Go through the entries below, tally each line with the string "Scheduler", and give the final number by itself.

Source records
....

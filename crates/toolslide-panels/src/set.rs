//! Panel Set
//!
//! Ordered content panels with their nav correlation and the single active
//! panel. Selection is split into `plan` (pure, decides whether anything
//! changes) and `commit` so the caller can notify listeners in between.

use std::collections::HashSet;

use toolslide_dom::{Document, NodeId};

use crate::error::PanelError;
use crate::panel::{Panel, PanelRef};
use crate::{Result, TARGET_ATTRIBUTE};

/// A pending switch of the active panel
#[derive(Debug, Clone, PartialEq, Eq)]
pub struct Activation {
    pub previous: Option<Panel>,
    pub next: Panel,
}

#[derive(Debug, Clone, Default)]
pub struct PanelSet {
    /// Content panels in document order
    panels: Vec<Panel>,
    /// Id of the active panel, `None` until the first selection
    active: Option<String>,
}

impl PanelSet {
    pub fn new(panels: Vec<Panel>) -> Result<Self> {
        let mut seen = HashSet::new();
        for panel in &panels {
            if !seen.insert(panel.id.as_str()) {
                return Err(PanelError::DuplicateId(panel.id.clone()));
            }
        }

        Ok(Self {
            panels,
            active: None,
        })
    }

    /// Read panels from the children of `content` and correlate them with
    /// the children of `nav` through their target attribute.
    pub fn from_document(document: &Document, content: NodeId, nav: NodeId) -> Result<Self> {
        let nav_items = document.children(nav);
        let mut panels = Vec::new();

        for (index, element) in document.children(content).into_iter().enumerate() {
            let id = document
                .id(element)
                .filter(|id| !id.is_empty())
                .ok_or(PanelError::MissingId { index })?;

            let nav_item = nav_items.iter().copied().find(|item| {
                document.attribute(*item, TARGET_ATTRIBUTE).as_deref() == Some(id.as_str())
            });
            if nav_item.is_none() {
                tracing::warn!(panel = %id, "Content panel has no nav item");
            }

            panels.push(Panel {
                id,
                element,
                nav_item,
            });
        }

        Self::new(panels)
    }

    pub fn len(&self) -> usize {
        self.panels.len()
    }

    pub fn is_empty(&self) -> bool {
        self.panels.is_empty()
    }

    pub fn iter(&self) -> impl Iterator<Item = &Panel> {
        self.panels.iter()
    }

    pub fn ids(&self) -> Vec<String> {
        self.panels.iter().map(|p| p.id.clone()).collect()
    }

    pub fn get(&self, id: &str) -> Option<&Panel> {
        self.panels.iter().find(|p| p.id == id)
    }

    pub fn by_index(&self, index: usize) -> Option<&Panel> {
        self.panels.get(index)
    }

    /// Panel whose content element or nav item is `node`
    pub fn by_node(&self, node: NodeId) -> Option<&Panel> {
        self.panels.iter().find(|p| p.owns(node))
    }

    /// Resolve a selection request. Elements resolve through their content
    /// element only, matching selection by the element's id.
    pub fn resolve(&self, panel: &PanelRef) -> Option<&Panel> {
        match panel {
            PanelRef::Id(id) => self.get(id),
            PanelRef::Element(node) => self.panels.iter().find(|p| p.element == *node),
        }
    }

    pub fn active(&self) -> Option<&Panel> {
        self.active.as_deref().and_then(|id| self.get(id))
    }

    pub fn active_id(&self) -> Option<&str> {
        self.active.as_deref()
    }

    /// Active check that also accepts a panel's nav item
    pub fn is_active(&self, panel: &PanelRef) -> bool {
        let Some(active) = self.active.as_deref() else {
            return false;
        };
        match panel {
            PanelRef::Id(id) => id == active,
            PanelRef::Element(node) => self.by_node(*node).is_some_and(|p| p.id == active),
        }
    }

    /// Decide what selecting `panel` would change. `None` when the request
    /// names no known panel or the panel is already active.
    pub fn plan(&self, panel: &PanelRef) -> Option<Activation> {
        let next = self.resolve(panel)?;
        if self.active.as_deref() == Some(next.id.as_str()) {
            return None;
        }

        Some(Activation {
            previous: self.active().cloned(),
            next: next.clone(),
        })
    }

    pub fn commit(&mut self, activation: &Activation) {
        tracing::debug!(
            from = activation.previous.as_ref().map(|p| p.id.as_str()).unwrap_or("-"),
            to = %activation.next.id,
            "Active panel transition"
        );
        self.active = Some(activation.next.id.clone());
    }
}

....

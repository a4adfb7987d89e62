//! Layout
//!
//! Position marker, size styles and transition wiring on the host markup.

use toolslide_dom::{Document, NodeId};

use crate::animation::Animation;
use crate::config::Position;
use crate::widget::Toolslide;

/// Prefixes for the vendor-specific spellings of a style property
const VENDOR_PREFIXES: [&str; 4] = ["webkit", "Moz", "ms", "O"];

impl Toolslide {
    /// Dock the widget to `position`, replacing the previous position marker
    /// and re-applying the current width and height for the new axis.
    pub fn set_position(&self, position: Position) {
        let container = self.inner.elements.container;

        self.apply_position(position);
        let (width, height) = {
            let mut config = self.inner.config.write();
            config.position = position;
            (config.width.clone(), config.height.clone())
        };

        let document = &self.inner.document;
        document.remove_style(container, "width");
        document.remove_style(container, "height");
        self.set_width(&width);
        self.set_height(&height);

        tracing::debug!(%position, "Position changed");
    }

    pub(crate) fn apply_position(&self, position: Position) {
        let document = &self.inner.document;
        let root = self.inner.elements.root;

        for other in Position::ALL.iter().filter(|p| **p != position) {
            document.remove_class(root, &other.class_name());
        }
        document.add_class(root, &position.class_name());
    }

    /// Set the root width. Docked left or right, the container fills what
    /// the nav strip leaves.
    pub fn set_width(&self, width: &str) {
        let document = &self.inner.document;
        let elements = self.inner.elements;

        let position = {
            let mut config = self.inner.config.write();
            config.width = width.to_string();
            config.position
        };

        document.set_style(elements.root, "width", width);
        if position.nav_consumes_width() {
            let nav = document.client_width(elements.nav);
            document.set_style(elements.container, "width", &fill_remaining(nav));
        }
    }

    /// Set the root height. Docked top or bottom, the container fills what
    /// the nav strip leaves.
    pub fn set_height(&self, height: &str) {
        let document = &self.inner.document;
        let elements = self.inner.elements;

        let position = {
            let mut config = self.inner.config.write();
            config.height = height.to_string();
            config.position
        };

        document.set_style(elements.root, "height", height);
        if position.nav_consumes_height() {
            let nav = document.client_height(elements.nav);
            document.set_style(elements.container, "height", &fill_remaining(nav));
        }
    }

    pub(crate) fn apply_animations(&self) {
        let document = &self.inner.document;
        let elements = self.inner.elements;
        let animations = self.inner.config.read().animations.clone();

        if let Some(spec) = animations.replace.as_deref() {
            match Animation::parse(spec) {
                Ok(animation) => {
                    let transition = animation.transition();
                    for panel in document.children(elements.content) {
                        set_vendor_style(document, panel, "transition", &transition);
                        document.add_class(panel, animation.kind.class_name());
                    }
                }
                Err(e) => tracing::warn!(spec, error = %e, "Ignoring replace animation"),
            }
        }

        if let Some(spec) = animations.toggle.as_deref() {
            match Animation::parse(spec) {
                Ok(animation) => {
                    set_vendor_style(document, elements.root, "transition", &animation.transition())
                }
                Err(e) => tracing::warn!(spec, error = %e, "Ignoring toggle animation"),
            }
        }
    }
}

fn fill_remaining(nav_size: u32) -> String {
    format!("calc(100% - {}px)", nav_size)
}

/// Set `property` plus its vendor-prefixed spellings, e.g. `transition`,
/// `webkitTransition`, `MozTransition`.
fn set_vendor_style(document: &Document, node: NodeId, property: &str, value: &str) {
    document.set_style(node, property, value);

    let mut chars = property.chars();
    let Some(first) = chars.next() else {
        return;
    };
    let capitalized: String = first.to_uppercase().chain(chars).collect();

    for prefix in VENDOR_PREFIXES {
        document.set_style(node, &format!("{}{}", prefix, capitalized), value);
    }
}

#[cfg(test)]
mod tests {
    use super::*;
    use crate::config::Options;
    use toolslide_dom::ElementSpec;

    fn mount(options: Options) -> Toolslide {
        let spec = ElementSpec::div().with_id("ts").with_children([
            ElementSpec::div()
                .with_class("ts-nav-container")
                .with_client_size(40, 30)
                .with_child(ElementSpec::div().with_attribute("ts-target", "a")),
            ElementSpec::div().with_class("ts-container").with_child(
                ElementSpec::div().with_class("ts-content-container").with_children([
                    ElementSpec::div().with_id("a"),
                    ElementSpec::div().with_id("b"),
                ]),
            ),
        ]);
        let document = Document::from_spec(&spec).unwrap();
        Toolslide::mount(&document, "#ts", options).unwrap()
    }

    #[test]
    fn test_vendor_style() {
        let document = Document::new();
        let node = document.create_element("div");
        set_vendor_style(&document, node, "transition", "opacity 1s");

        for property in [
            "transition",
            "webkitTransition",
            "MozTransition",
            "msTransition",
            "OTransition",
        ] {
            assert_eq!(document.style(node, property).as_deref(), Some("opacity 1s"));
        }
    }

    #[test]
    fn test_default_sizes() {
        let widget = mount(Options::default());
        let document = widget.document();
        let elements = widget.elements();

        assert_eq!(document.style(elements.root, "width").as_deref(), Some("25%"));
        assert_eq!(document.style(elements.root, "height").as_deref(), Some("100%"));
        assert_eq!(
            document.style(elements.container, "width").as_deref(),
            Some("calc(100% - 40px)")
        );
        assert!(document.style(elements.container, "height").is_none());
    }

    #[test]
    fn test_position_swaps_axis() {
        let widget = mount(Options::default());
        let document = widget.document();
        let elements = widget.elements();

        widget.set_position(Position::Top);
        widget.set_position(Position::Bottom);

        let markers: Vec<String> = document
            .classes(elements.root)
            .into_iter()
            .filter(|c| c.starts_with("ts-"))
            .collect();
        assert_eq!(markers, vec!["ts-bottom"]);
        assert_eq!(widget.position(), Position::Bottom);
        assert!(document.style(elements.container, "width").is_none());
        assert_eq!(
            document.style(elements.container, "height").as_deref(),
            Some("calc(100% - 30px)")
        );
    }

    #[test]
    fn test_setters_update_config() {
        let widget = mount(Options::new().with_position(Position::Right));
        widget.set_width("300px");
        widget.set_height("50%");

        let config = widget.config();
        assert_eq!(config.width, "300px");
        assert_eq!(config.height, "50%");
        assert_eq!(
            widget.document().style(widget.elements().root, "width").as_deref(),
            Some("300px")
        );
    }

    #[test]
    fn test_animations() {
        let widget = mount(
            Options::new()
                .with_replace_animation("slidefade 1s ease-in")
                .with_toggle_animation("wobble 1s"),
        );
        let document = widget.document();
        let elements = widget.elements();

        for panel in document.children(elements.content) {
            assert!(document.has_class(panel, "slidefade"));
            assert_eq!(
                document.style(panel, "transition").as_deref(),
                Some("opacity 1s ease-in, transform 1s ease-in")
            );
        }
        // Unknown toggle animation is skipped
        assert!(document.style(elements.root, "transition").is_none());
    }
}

....

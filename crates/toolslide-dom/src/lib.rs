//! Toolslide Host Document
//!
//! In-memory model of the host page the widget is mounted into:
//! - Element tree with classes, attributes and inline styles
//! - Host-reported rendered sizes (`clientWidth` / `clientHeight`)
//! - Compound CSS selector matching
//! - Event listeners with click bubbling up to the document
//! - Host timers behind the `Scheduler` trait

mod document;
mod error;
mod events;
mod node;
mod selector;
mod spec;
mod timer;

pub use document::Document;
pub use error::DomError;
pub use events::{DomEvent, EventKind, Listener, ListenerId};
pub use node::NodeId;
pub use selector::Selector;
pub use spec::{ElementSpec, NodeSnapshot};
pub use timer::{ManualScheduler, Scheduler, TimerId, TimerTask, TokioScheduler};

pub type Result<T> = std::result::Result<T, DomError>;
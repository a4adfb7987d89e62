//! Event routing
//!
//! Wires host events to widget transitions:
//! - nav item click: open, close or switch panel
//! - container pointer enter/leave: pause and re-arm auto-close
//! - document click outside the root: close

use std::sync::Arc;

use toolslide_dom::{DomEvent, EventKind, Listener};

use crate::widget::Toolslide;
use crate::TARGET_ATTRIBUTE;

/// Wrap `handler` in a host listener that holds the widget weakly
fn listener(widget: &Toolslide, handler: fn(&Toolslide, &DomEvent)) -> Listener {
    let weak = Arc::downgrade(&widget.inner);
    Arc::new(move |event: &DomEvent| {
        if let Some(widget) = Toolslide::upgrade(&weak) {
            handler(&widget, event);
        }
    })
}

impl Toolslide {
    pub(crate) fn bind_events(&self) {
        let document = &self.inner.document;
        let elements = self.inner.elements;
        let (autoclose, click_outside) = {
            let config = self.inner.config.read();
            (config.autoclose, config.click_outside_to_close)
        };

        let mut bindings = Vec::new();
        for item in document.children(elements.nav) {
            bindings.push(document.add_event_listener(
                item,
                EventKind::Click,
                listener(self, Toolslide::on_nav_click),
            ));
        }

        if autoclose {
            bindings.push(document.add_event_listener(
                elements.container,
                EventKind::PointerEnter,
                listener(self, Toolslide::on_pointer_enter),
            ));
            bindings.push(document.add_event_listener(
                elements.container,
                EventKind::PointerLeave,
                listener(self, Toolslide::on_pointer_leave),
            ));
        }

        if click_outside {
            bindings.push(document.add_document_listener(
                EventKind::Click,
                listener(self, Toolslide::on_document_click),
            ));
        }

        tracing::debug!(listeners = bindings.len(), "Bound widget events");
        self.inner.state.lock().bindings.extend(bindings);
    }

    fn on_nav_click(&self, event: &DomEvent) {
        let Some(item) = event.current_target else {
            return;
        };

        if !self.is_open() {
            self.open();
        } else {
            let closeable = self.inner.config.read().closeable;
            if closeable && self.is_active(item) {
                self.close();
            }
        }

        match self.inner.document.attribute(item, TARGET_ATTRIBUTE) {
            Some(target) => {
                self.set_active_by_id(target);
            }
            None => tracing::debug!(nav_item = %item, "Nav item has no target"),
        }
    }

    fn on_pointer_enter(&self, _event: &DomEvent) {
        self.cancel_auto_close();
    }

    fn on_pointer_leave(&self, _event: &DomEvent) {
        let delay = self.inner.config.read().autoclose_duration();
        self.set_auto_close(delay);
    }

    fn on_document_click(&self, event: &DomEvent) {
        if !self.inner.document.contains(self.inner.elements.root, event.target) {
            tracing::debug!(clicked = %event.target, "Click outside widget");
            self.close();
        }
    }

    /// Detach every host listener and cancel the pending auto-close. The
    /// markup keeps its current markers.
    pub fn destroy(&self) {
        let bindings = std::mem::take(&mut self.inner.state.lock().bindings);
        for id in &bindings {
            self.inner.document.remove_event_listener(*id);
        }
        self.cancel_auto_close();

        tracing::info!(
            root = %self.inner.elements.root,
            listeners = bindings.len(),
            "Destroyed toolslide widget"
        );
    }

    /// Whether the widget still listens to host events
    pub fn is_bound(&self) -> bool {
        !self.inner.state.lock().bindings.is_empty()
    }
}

....

Finished exercise
2